_Exercise aim_. Each line of the entries below that holds "ndata" is needed, copied in full.
START Records for processing
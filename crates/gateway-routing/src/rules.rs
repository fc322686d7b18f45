//! Routing rule table.

use crate::classifier::Category;
use gateway_config::{RouteTarget, RouterConfig};
use gateway_core::{GatewayError, GatewayResult};

/// Category to `provider:model` targets
#[derive(Debug, Clone, PartialEq, Eq)]
pub struct RoutingRules {
    /// Target for background requests
    pub background: Option<RouteTarget>,
    /// Target for extended-reasoning requests
    pub think: Option<RouteTarget>,
    /// Target for long-context requests
    pub long_context: Option<RouteTarget>,
    /// Overrides the default provider's first model
    pub default: Option<RouteTarget>,
    /// Token volume above which a request is long-context
    pub long_context_threshold: usize,
}

impl Default for RoutingRules {
    fn default() -> Self {
        Self {
            background: None,
            think: None,
            long_context: None,
            default: None,
            long_context_threshold: gateway_config::config::DEFAULT_LONG_CONTEXT_THRESHOLD,
        }
    }
}

impl RoutingRules {
    /// Build from the `Router` config section
    ///
    /// # Errors
    /// Returns a configuration error for malformed targets
    pub fn from_config(config: &RouterConfig) -> GatewayResult<Self> {
        let targets = config
            .targets()
            .map_err(|e| GatewayError::configuration(e.to_string()))?;

        Ok(Self {
            background: targets.background,
            think: targets.think,
            long_context: targets.long_context,
            default: targets.default,
            long_context_threshold: config.long_context_threshold,
        })
    }

    /// Whether background, think and longContext are all configured
    #[must_use]
    pub fn is_complete(&self) -> bool {
        self.background.is_some() && self.think.is_some() && self.long_context.is_some()
    }

    /// Configured target for `category`
    #[must_use]
    pub fn target(&self, category: Category) -> Option<&RouteTarget> {
        match category {
            Category::Background => self.background.as_ref(),
            Category::Think => self.think.as_ref(),
            Category::LongContext => self.long_context.as_ref(),
            Category::Default => self.default.as_ref(),
        }
    }
}
//! Test helper utilities for integration tests

use gateway_config::GatewayConfig;
use gateway_server::{serve, AppState};
use once_cell::sync::Lazy;
use reqwest::{Client, Response};
use serde_json::Value;
use std::net::SocketAddr;
use std::time::Duration;
use tokio::net::TcpListener;
use tracing_subscriber::EnvFilter;

/// Initialize tracing for tests (only once)
static TRACING: Lazy<()> = Lazy::new(|| {
    if std::env::var("TEST_LOG").is_ok() {
        let _ = tracing_subscriber::fmt()
            .with_env_filter(EnvFilter::from_default_env())
            .with_test_writer()
            .try_init();
    }
});

/// Initialize tracing for tests
pub fn init_tracing() {
    Lazy::force(&TRACING);
}

/// One decoded SSE frame
#[derive(Debug, Clone, PartialEq)]
pub struct SseFrame {
    /// Event name
    pub event: String,
    /// JSON payload
    pub data: Value,
}

/// Decode an SSE body, skipping keep-alive comments
pub fn parse_sse(text: &str) -> Vec<SseFrame> {
    text.split("\n\n")
        .filter_map(|block| {
            let mut event = None;
            let mut data = None;
            for line in block.lines() {
                if let Some(rest) = line.strip_prefix("event:") {
                    event = Some(rest.trim().to_string());
                } else if let Some(rest) = line.strip_prefix("data:") {
                    data = serde_json::from_str(rest.trim()).ok();
                }
            }
            Some(SseFrame {
                event: event?,
                data: data?,
            })
        })
        .collect()
}

/// A gateway listening on an ephemeral local port
pub struct TestGateway {
    /// The server address
    pub addr: SocketAddr,
    /// HTTP client for making requests
    pub client: Client,
    /// Base URL for the server
    pub base_url: String,
    /// Shared state, for inspecting metrics and the client cache
    pub state: AppState,
    shutdown_tx: Option<tokio::sync::oneshot::Sender<()>>,
}

impl TestGateway {
    /// Start a gateway for `config`
    pub async fn start(config: GatewayConfig) -> Self {
        init_tracing();
        let state = AppState::from_config(config).expect("Failed to build state");

        let listener = TcpListener::bind("127.0.0.1:0").await.expect("Failed to bind");
        let addr = listener.local_addr().expect("Failed to get local addr");

        let (shutdown_tx, shutdown_rx) = tokio::sync::oneshot::channel::<()>();
        let server_state = state.clone();
        tokio::spawn(async move {
            serve(listener, server_state, async {
                let _ = shutdown_rx.await;
            })
            .await
            .expect("Server error");
        });

        let client = Client::builder()
            .timeout(Duration::from_secs(30))
            .build()
            .expect("Failed to create client");

        Self {
            addr,
            client,
            base_url: format!("http://{addr}"),
            state,
            shutdown_tx: Some(shutdown_tx),
        }
    }

    /// Get the full URL for a path
    pub fn url(&self, path: &str) -> String {
        format!("{}{}", self.base_url, path)
    }

    /// Make a GET request
    pub async fn get(&self, path: &str) -> Response {
        self.client
            .get(self.url(path))
            .send()
            .await
            .expect("Request failed")
    }

    /// Make a POST request with JSON body
    pub async fn post_json(&self, path: &str, body: &Value) -> Response {
        self.client
            .post(self.url(path))
            .json(body)
            .send()
            .await
            .expect("Request failed")
    }

    /// `POST /v1/messages`
    pub async fn messages(&self, body: &Value) -> Response {
        self.post_json("/v1/messages", body).await
    }

    /// `POST /v1/messages` and decode the SSE reply
    pub async fn messages_stream(&self, body: &Value) -> Vec<SseFrame> {
        let response = self.messages(body).await;
        assert_status(&response, 200);
        let text = response.text().await.expect("Failed to read stream");
        parse_sse(&text)
    }

    /// Prometheus exposition of the gateway's metrics
    pub fn metrics(&self) -> String {
        self.state.metrics.render().expect("Failed to render metrics")
    }

    /// Parse response body as JSON
    pub async fn json_body(response: Response) -> Value {
        response.json().await.expect("Failed to parse JSON")
    }

    /// Shutdown the test server
    pub fn shutdown(&mut self) {
        if let Some(tx) = self.shutdown_tx.take() {
            let _ = tx.send(());
        }
    }
}

impl Drop for TestGateway {
    fn drop(&mut self) {
        self.shutdown();
    }
}

/// Assert that a response has the expected status code
pub fn assert_status(response: &Response, expected: u16) {
    assert_eq!(
        response.status().as_u16(),
        expected,
        "Expected status {}, got {}",
        expected,
        response.status()
    );
}

/// Assert that `body` is a Messages error envelope of `error_type`
pub fn assert_error_envelope(body: &Value, error_type: &str) {
    assert_eq!(body["type"], "error", "not an error envelope: {body}");
    assert_eq!(body["error"]["type"], error_type, "unexpected error type: {body}");
    assert!(body["error"]["message"].is_string(), "missing message: {body}");
}

/// Wait for a condition to be true with timeout
pub async fn wait_for<F>(condition: F, timeout: Duration) -> bool
where
    F: Fn() -> bool,
{
    let start = std::time::Instant::now();
    while start.elapsed() < timeout {
        if condition() {
            return true;
        }
        tokio::time::sleep(Duration::from_millis(20)).await;
    }
    false
}

/// Generate a random request ID
pub fn random_request_id() -> String {
    format!("req_{}", uuid::Uuid::new_v4().simple())
}

#[cfg(test)]
mod tests {
    use super::*;
    use serde_json::json;

    #[test]
    fn test_parse_sse_skips_comments() {
        let text = "event: message_start\ndata: {\"type\":\"message_start\"}\n\n:\n\n\
                    event: message_stop\ndata: {\"type\":\"message_stop\"}\n\n";
        let frames = parse_sse(text);
        assert_eq!(frames.len(), 2);
        assert_eq!(frames[0].event, "message_start");
        assert_eq!(frames[1].data, json!({"type": "message_stop"}));
    }

    #[test]
    fn test_random_request_id() {
        let id1 = random_request_id();
        let id2 = random_request_id();
        assert!(id1.starts_with("req_"));
        assert_ne!(id1, id2);
    }
}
END Records for processing
_Response to this task_.
        let text = "event: message_start\ndata: {\"type\":\"message_start\"}\n\n:\n\n\
                    event: message_stop\ndata: {\"type\":\"message_stop\"}\n\n";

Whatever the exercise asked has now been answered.